Something I did enjoy a lot more about Invisible Sun, though, was the commentary on the fragility of democracy. The republic for which Miriam fights is about a decade old and it is already experiencing its first succession crisis. Thanks to the omniscient narrator, we get to see things from all sides—including the Commonwealth Guard leaders who plot the coup and install a junta. I appreciate how Stross draws parallels with events in the twentieth century for which I wasn’t alive, and how he demonstrates that even when one has the best of intentions, sometimes coincidences or missed connections mean that everything goes pear shaped.

This is why I’m not quite willing to stop reading Stross’s books despite the fact that sometimes the plots themselves are a little thin on the ground: he still makes me think.
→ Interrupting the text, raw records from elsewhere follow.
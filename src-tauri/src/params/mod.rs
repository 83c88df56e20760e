//! Prediction parameter schemas and request building.
//!
//! Each dataset has a fixed schema of named numeric fields with literal
//! defaults. The UI edits values by id; at submission the edited values are
//! merged over the defaults so the request always carries every field.

mod kepler;
mod tess;

use std::collections::HashMap;

use serde::{Deserialize, Serialize};
use serde_json::{Map, Value};
use tracing::{debug, warn};

use crate::error::ExoError;

pub use kepler::{KEPLER_PARAMS, KEPLER_REQUIRED};
pub use tess::{TESS_PARAMS, TESS_REQUIRED};

#[derive(Debug, Clone, Copy, PartialEq, Eq, Hash, Serialize, Deserialize)]
#[serde(rename_all = "lowercase")]
pub enum Dataset {
    Kepler,
    Tess,
}

impl Dataset {
    pub const ALL: [Dataset; 2] = [Dataset::Kepler, Dataset::Tess];

    pub fn schema(self) -> &'static [ParamDef] {
        match self {
            Dataset::Kepler => KEPLER_PARAMS,
            Dataset::Tess => TESS_PARAMS,
        }
    }

    /// Fields that must be filled in before a submission is sent.
    pub fn required(self) -> &'static [&'static str] {
        match self {
            Dataset::Kepler => KEPLER_REQUIRED,
            Dataset::Tess => TESS_REQUIRED,
        }
    }

    /// Path prefix of the dataset's prediction routes.
    pub fn route_prefix(self) -> &'static str {
        match self {
            Dataset::Kepler => "/predictions",
            Dataset::Tess => "/tess/predictions",
        }
    }

    pub fn name(self) -> &'static str {
        match self {
            Dataset::Kepler => "Kepler",
            Dataset::Tess => "TESS",
        }
    }

    pub fn param(self, id: &str) -> Option<&'static ParamDef> {
        self.schema().iter().find(|p| p.id == id)
    }
}

/// Primary fields are always visible; extras sit in a collapsed section.
#[derive(Debug, Clone, Copy, PartialEq, Eq, Serialize)]
#[serde(rename_all = "lowercase")]
pub enum Tier {
    Primary,
    Extra,
}

#[derive(Debug, Clone, Copy, PartialEq, Eq, Serialize)]
#[serde(rename_all = "lowercase")]
pub enum ValueKind {
    Number,
    Text,
}

#[derive(Debug, Clone, Copy, PartialEq, Serialize)]
pub struct SliderRange {
    pub min: f64,
    pub max: f64,
    pub step: f64,
}

#[derive(Debug, Clone, Copy, PartialEq, Serialize)]
pub struct ParamDef {
    pub id: &'static str,
    pub label: &'static str,
    pub default: f64,
    pub tier: Tier,
    pub kind: ValueKind,
    pub unit: Option<&'static str>,
    pub description: &'static str,
    pub range: Option<SliderRange>,
}

/// A complete request body: every schema field, in schema order.
#[derive(Debug, Clone, PartialEq)]
pub struct PredictionRequest {
    dataset: Dataset,
    fields: Map<String, Value>,
}

impl PredictionRequest {
    /// The literal defaults of `dataset`.
    pub fn defaults(dataset: Dataset) -> Self {
        let fields = dataset
            .schema()
            .iter()
            .map(|p| (p.id.to_string(), Value::from(p.default)))
            .collect();
        Self { dataset, fields }
    }

    pub fn dataset(&self) -> Dataset {
        self.dataset
    }

    pub fn get(&self, id: &str) -> Option<f64> {
        self.fields.get(id).and_then(Value::as_f64)
    }

    pub fn len(&self) -> usize {
        self.fields.len()
    }

    pub fn is_empty(&self) -> bool {
        self.fields.is_empty()
    }

    pub fn to_json(&self) -> Value {
        Value::Object(self.fields.clone())
    }
}

impl Serialize for PredictionRequest {
    fn serialize<S: serde::Serializer>(&self, serializer: S) -> Result<S::Ok, S::Error> {
        self.fields.serialize(serializer)
    }
}

/// Merge edited values over the defaults of `dataset`.
///
/// `values` maps field id to the edited value; `None` (or a non-finite number)
/// means the field was left blank. Required fields must be present and
/// non-blank, otherwise nothing is built and `MissingParameters` lists them in
/// schema order. Ids outside the schema are ignored.
pub fn build_request(
    dataset: Dataset,
    values: &HashMap<String, Option<f64>>,
) -> Result<PredictionRequest, ExoError> {
    let edited = |id: &str| values.get(id).copied().flatten().filter(|v| v.is_finite());

    let missing: Vec<String> = dataset
        .schema()
        .iter()
        .filter(|p| dataset.required().contains(&p.id) && edited(p.id).is_none())
        .map(|p| p.id.to_string())
        .collect();
    if !missing.is_empty() {
        warn!(
            "Rejecting {} submission, missing: {}",
            dataset.name(),
            missing.join(", ")
        );
        return Err(ExoError::MissingParameters(missing));
    }

    for id in values.keys().filter(|id| dataset.param(id).is_none()) {
        debug!("Ignoring unknown {} parameter {}", dataset.name(), id);
    }

    let fields = dataset
        .schema()
        .iter()
        .map(|p| {
            let value = edited(p.id).unwrap_or(p.default);
            (p.id.to_string(), Value::from(value))
        })
        .collect();

    Ok(PredictionRequest { dataset, fields })
}

#[cfg(test)]
mod tests {
    use super::*;
    use std::collections::HashSet;

    fn blank_values(dataset: Dataset) -> HashMap<String, Option<f64>> {
        dataset
            .schema()
            .iter()
            .map(|p| (p.id.to_string(), None))
            .collect()
    }

    fn primary_defaults(dataset: Dataset) -> HashMap<String, Option<f64>> {
        dataset
            .schema()
            .iter()
            .map(|p| {
                let value = (p.tier == Tier::Primary).then_some(p.default);
                (p.id.to_string(), value)
            })
            .collect()
    }

    #[test]
    fn test_schema_sizes() {
        assert_eq!(KEPLER_PARAMS.len(), 42);
        assert_eq!(TESS_PARAMS.len(), 9);
        assert_eq!(
            KEPLER_PARAMS.iter().filter(|p| p.tier == Tier::Primary).count(),
            6
        );
        assert!(TESS_PARAMS.iter().all(|p| p.tier == Tier::Primary));
    }

    #[test]
    fn test_schema_ids_unique() {
        for dataset in Dataset::ALL {
            let ids: HashSet<&str> = dataset.schema().iter().map(|p| p.id).collect();
            assert_eq!(ids.len(), dataset.schema().len(), "{:?} has duplicate ids", dataset);
        }
    }

    #[test]
    fn test_required_fields_exist_in_schema() {
        for dataset in Dataset::ALL {
            for id in dataset.required() {
                assert!(dataset.param(id).is_some(), "{} not in {:?} schema", id, dataset);
            }
        }
        assert_eq!(KEPLER_REQUIRED.len(), 6);
    }

    #[test]
    fn test_blank_optionals_yield_defaults() {
        let request = build_request(Dataset::Kepler, &primary_defaults(Dataset::Kepler)).unwrap();
        assert_eq!(request, PredictionRequest::defaults(Dataset::Kepler));
        assert_eq!(request.len(), 42);
    }

    #[test]
    fn test_tess_all_blank_except_period() {
        let mut values = blank_values(Dataset::Tess);
        values.insert("pl_orbper".into(), Some(12.3));

        let request = build_request(Dataset::Tess, &values).unwrap();

        let mut expected = PredictionRequest::defaults(Dataset::Tess).to_json();
        expected["pl_orbper"] = Value::from(12.3);
        assert_eq!(request.to_json(), expected);
    }

    #[test]
    fn test_each_missing_kepler_required_field_is_rejected() {
        for id in KEPLER_REQUIRED {
            let mut values = primary_defaults(Dataset::Kepler);
            values.remove(*id);
            match build_request(Dataset::Kepler, &values) {
                Err(ExoError::MissingParameters(missing)) => assert_eq!(missing, vec![id.to_string()]),
                other => panic!("expected MissingParameters for {}, got {:?}", id, other),
            }
        }
    }

    #[test]
    fn test_blank_required_field_is_missing() {
        let mut values = primary_defaults(Dataset::Kepler);
        values.insert("koi_teq".into(), None);
        values.insert("koi_srad".into(), Some(f64::NAN));
        match build_request(Dataset::Kepler, &values) {
            Err(ExoError::MissingParameters(missing)) => {
                assert_eq!(missing, vec!["koi_teq".to_string(), "koi_srad".to_string()])
            }
            other => panic!("expected MissingParameters, got {:?}", other),
        }
    }

    #[test]
    fn test_edited_value_overrides_only_its_field() {
        let mut values = primary_defaults(Dataset::Kepler);
        values.insert("koi_depth".into(), Some(500.0));
        let request = build_request(Dataset::Kepler, &values).unwrap();

        let defaults = PredictionRequest::defaults(Dataset::Kepler);
        for p in KEPLER_PARAMS {
            if p.id == "koi_depth" {
                assert_eq!(request.get(p.id), Some(500.0));
            } else {
                assert_eq!(request.get(p.id), defaults.get(p.id), "{} changed", p.id);
            }
        }
    }

    #[test]
    fn test_unknown_ids_are_ignored() {
        let mut values = primary_defaults(Dataset::Tess);
        values.insert("koi_period".into(), Some(1.0));
        let request = build_request(Dataset::Tess, &values).unwrap();
        assert_eq!(request.get("koi_period"), None);
        assert_eq!(request.len(), 9);
    }

    #[test]
    fn test_request_serializes_as_flat_object_in_schema_order() {
        let json = serde_json::to_string(&PredictionRequest::defaults(Dataset::Tess)).unwrap();
        assert!(json.starts_with("{\"pl_orbper\":8.5,\"pl_trandurh\":2.5"), "{}", json);
    }
}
Invisible Sun offers up commentary on democracy, surveillance states, statecraft, spycraft, and of course, the importance of family. It has plenty of weaknesses yet also quite a few strengths, and I can’t deny that I devoured the book, so I can’t complain too heavily about it!

In the end, this won’t win you over if you are new to this series. The original trilogy really holds up better in my mind. I appreciate how Stross has indicated that this story is done, but that he might revisit this multiverse one day. I think that’s a good call. For now, if you are curious about these books, go pick up The Bloodline Feud and prepare to be very entertained.